Data:
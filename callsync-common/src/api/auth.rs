//! Scheduler identity validation via bearer tokens
//!
//! # Architecture
//!
//! - Trigger endpoints require `Authorization: Bearer <token>`
//! - The token is issued to the hosting platform's scheduler identity
//! - Missing or malformed header → `MissingToken` / `MalformedHeader` (401)
//! - Well-formed but unknown token → `InvalidToken` (403)
//! - No configured token → every request is `NotConfigured` (403)
//!
//! Tokens are compared by SHA-256 digest so the comparison time does not
//! depend on how many leading bytes match.
//!
//! # Pure Functions
//!
//! No HTTP framework dependencies; the axum middleware lives in the service crate.

use sha2::{Digest, Sha256};

// ========================================
// Error Types
// ========================================

/// Authentication error types
#[derive(Debug, Clone, PartialEq, Eq)]
pub enum ApiAuthError {
    /// No Authorization header present
    MissingToken,

    /// Authorization header present but not `Bearer <token>`
    MalformedHeader(String),

    /// Token does not belong to the scheduler identity
    InvalidToken,

    /// No scheduler token is configured, so no caller can be verified
    NotConfigured,
}

impl ApiAuthError {
    /// True for failures that mean "who are you?" (401) rather than "not allowed" (403)
    pub fn is_unauthenticated(&self) -> bool {
        matches!(self, ApiAuthError::MissingToken | ApiAuthError::MalformedHeader(_))
    }
}

impl std::fmt::Display for ApiAuthError {
    fn fmt(&self, f: &mut std::fmt::Formatter<'_>) -> std::fmt::Result {
        match self {
            ApiAuthError::MissingToken => write!(f, "Missing bearer token"),
            ApiAuthError::MalformedHeader(reason) => {
                write!(f, "Malformed Authorization header: {}", reason)
            }
            ApiAuthError::InvalidToken => write!(f, "Token not accepted for this endpoint"),
            ApiAuthError::NotConfigured => write!(f, "No scheduler token configured"),
        }
    }
}

impl std::error::Error for ApiAuthError {}

// ========================================
// Header Parsing
// ========================================

/// Extract the token from an `Authorization` header value
///
/// # Examples
///
/// ```
/// use callsync_common::api::auth::parse_bearer;
///
/// assert_eq!(parse_bearer(Some("Bearer abc.def")).unwrap(), "abc.def");
/// assert!(parse_bearer(Some("Basic dXNlcg==")).is_err());
/// assert!(parse_bearer(None).is_err());
/// ```
pub fn parse_bearer(header: Option<&str>) -> Result<&str, ApiAuthError> {
    let value = header.ok_or(ApiAuthError::MissingToken)?;
    let value = value.trim();

    let (scheme, token) = value
        .split_once(' ')
        .ok_or_else(|| ApiAuthError::MalformedHeader("expected 'Bearer <token>'".to_string()))?;

    if !scheme.eq_ignore_ascii_case("bearer") {
        return Err(ApiAuthError::MalformedHeader(format!(
            "unsupported scheme '{}'",
            scheme
        )));
    }

    let token = token.trim();
    if token.is_empty() {
        return Err(ApiAuthError::MalformedHeader("empty token".to_string()));
    }

    Ok(token)
}

// ========================================
// Token Verification
// ========================================

/// Verifies bearer tokens against the configured scheduler token
#[derive(Clone)]
pub struct TokenVerifier {
    expected_digest: Option<[u8; 32]>,
}

impl std::fmt::Debug for TokenVerifier {
    fn fmt(&self, f: &mut std::fmt::Formatter<'_>) -> std::fmt::Result {
        f.debug_struct("TokenVerifier")
            .field("enabled", &self.is_enabled())
            .finish()
    }
}

impl TokenVerifier {
    /// Build a verifier; `None` or a blank token rejects every request
    pub fn new(expected_token: Option<&str>) -> Self {
        let expected_digest = expected_token
            .map(str::trim)
            .filter(|t| !t.is_empty())
            .map(digest);
        Self { expected_digest }
    }

    pub fn is_enabled(&self) -> bool {
        self.expected_digest.is_some()
    }

    /// Validate a raw `Authorization` header value
    pub fn verify_header(&self, header: Option<&str>) -> Result<(), ApiAuthError> {
        let token = parse_bearer(header)?;
        let Some(expected) = &self.expected_digest else {
            return Err(ApiAuthError::NotConfigured);
        };

        if digest(token) != *expected {
            return Err(ApiAuthError::InvalidToken);
        }
        Ok(())
    }
}

fn digest(token: &str) -> [u8; 32] {
    let mut hasher = Sha256::new();
    hasher.update(token.as_bytes());
    hasher.finalize().into()
}

// ========================================
// Tests
// ========================================

#[cfg(test)]
mod tests {
    use super::*;

    #[test]
    fn test_bearer_scheme_is_case_insensitive() {
        assert_eq!(parse_bearer(Some("bearer tok")).unwrap(), "tok");
        assert_eq!(parse_bearer(Some("BEARER   tok ")).unwrap(), "tok");
    }

    #[test]
    fn test_missing_and_malformed_headers() {
        assert_eq!(parse_bearer(None), Err(ApiAuthError::MissingToken));
        assert!(matches!(
            parse_bearer(Some("Bearer")),
            Err(ApiAuthError::MalformedHeader(_))
        ));
        assert!(matches!(
            parse_bearer(Some("Token abc")),
            Err(ApiAuthError::MalformedHeader(_))
        ));
    }

    #[test]
    fn test_verifier_accepts_matching_token() {
        let verifier = TokenVerifier::new(Some("scheduler-secret"));
        assert!(verifier.is_enabled());
        assert!(verifier.verify_header(Some("Bearer scheduler-secret")).is_ok());
    }

    #[test]
    fn test_verifier_rejects_wrong_token_as_forbidden() {
        let verifier = TokenVerifier::new(Some("scheduler-secret"));
        let err = verifier.verify_header(Some("Bearer other")).unwrap_err();
        assert_eq!(err, ApiAuthError::InvalidToken);
        assert!(!err.is_unauthenticated());
    }

    #[test]
    fn test_verifier_missing_header_is_unauthenticated() {
        let verifier = TokenVerifier::new(Some("scheduler-secret"));
        let err = verifier.verify_header(None).unwrap_err();
        assert!(err.is_unauthenticated());
    }

    #[test]
    fn test_unconfigured_verifier_rejects_everything() {
        let verifier = TokenVerifier::new(Some("   "));
        assert!(!verifier.is_enabled());
        assert_eq!(
            verifier.verify_header(Some("Bearer anything")),
            Err(ApiAuthError::NotConfigured)
        );
        assert!(verifier.verify_header(None).unwrap_err().is_unauthenticated());

        let err = TokenVerifier::new(None).verify_header(Some("Bearer x")).unwrap_err();
        assert!(!err.is_unauthenticated());
    }

    #[test]
    fn test_debug_does_not_leak_token() {
        let verifier = TokenVerifier::new(Some("scheduler-secret"));
        let rendered = format!("{:?}", verifier);
        assert!(!rendered.contains("scheduler-secret"));
    }
}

Assignment: The answer should consist of all lines from the records above that hold the word "bool".

Written answer:
    pub fn is_unauthenticated(&self) -> bool {
    pub fn is_enabled(&self) -> bool {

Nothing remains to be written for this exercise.